Recorded data -
'''

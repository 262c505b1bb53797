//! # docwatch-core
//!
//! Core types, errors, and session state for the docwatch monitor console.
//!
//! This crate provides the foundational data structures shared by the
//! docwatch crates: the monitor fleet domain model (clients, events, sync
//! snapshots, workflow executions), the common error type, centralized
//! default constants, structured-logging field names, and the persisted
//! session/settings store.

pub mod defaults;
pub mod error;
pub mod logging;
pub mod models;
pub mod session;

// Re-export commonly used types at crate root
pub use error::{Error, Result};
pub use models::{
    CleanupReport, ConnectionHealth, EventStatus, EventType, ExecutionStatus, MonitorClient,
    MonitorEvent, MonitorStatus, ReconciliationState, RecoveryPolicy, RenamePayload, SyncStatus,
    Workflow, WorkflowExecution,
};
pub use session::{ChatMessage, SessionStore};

'''
'''

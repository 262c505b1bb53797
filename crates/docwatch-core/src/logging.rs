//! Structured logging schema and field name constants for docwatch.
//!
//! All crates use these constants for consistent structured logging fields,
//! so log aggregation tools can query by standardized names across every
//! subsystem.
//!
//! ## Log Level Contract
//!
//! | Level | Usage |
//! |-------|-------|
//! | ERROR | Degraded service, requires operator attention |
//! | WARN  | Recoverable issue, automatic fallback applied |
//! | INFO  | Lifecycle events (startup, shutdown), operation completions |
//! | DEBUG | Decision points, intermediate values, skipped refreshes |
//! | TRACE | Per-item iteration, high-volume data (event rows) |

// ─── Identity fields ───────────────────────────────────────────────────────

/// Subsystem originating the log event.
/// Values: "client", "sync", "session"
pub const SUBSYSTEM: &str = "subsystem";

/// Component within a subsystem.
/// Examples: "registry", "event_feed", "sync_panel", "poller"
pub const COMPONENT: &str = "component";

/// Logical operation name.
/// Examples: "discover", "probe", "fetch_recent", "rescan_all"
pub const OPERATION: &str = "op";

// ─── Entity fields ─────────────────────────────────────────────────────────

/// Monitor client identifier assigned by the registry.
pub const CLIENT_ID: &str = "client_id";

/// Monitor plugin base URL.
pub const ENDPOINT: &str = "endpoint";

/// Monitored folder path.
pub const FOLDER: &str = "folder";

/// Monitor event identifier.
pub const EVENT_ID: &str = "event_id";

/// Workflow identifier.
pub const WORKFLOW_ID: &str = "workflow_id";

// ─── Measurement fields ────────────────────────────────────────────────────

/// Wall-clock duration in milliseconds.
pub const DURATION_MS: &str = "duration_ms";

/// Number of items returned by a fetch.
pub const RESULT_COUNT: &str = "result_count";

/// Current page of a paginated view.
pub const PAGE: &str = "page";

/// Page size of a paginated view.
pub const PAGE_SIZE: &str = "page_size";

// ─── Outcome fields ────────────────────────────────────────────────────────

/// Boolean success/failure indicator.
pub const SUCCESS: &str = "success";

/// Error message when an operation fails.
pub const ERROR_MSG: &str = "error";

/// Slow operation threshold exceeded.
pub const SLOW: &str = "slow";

'''
'''

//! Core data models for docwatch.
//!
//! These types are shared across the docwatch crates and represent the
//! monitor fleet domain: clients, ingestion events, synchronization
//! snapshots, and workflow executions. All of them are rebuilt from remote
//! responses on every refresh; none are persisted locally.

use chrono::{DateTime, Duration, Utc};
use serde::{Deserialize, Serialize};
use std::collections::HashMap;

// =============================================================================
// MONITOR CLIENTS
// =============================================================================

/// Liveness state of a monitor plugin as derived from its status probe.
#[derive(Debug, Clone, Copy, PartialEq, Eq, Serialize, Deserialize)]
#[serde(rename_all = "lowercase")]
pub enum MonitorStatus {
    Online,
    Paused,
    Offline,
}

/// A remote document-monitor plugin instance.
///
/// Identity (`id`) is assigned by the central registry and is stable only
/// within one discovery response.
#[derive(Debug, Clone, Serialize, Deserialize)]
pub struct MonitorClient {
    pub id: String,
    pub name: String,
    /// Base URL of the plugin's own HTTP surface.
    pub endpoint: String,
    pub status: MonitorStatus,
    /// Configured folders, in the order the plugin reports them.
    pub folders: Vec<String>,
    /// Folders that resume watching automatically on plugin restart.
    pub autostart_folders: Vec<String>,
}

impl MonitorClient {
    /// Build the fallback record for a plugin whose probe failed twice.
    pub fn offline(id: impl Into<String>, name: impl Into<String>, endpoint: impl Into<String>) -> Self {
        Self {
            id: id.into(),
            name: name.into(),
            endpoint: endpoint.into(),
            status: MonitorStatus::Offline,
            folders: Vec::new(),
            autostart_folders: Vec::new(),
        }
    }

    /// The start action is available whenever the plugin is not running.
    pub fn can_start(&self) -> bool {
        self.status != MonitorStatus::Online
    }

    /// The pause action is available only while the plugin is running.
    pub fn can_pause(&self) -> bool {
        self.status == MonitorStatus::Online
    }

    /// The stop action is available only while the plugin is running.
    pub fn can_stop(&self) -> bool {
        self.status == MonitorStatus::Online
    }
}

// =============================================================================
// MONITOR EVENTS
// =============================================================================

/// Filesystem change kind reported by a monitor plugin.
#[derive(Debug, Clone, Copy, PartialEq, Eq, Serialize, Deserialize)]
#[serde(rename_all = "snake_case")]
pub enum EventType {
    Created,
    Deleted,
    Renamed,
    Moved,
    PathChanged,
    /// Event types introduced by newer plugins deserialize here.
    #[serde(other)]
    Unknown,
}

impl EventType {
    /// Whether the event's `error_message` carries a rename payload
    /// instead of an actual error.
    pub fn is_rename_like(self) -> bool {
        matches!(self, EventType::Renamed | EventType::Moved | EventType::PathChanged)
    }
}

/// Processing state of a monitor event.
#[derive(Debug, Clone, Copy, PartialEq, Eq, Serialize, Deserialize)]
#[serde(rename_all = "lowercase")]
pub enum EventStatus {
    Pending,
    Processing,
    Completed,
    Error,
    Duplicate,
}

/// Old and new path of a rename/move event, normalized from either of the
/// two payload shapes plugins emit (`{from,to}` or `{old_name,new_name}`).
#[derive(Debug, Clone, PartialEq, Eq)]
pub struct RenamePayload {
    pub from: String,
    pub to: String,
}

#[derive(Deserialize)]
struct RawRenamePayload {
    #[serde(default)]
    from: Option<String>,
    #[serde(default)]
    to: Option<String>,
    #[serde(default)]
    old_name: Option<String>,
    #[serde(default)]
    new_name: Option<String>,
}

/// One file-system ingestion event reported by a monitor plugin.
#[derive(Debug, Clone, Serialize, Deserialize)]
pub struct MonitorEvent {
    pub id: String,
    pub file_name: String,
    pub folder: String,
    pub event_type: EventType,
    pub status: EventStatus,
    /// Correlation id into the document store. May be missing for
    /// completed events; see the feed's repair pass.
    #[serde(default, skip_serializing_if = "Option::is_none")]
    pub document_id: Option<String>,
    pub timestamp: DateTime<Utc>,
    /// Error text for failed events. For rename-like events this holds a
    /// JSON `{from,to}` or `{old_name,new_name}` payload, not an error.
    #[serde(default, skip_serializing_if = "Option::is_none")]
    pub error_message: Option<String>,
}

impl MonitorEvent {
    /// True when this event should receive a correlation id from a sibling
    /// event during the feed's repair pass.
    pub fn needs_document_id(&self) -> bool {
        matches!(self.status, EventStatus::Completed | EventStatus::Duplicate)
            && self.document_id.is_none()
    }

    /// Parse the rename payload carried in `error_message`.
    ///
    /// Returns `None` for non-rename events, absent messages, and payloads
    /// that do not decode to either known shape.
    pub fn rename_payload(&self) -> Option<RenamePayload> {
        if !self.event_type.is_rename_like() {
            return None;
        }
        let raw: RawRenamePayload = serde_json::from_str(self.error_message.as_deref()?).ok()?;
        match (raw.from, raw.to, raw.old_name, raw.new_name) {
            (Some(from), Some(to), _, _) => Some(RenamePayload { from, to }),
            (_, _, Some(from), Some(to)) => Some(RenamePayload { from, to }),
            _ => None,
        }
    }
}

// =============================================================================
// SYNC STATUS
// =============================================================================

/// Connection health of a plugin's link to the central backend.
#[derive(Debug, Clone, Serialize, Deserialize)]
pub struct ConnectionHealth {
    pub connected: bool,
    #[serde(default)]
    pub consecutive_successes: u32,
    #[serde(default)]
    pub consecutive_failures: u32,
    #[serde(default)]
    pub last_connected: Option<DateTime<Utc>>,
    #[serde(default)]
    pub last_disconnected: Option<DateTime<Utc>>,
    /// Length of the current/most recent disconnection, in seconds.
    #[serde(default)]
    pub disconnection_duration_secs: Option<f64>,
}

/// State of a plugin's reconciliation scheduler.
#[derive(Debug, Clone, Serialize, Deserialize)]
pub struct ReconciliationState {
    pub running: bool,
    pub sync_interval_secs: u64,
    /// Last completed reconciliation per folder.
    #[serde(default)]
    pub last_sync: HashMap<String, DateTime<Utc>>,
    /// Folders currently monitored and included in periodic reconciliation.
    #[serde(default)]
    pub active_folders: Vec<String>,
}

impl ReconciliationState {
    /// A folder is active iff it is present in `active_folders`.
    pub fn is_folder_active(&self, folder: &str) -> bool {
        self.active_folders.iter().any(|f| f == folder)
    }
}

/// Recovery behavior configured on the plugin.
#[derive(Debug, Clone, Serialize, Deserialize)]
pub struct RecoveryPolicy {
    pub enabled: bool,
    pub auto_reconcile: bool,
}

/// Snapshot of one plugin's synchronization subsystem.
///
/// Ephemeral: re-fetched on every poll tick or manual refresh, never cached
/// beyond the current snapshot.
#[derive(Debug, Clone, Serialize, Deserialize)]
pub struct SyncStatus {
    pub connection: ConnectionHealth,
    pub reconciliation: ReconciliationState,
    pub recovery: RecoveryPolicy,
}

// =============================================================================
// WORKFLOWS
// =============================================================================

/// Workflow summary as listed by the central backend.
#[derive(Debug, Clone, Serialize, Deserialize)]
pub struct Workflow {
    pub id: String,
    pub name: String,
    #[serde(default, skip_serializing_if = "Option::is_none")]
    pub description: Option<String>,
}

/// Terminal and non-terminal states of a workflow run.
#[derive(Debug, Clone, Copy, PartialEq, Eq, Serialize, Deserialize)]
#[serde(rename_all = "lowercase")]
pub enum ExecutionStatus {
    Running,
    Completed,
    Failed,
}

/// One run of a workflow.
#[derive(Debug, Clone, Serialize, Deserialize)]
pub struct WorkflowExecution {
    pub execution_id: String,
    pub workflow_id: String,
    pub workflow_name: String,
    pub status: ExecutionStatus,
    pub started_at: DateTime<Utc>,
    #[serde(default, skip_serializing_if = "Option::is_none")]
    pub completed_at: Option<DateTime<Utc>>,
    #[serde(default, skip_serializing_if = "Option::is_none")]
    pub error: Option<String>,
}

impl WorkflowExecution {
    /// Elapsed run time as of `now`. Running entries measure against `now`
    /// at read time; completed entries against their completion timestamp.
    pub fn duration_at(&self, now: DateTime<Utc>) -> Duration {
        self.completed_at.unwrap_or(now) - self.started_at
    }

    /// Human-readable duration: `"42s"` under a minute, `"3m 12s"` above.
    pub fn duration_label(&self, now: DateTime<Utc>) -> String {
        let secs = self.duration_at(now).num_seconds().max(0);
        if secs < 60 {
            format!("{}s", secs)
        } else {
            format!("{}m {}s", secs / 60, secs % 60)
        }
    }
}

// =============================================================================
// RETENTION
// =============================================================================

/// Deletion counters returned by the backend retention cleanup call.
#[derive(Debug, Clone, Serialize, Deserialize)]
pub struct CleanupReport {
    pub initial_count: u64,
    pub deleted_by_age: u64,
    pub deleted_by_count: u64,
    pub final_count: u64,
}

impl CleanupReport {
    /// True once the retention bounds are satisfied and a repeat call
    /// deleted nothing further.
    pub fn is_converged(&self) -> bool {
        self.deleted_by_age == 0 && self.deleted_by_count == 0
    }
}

'''

Problem statement - Report every line of the entries that carries the word "assigned".

Task output -
/// Monitor client identifier assigned by the registry.
/// Identity (`id`) is assigned by the central registry and is stable only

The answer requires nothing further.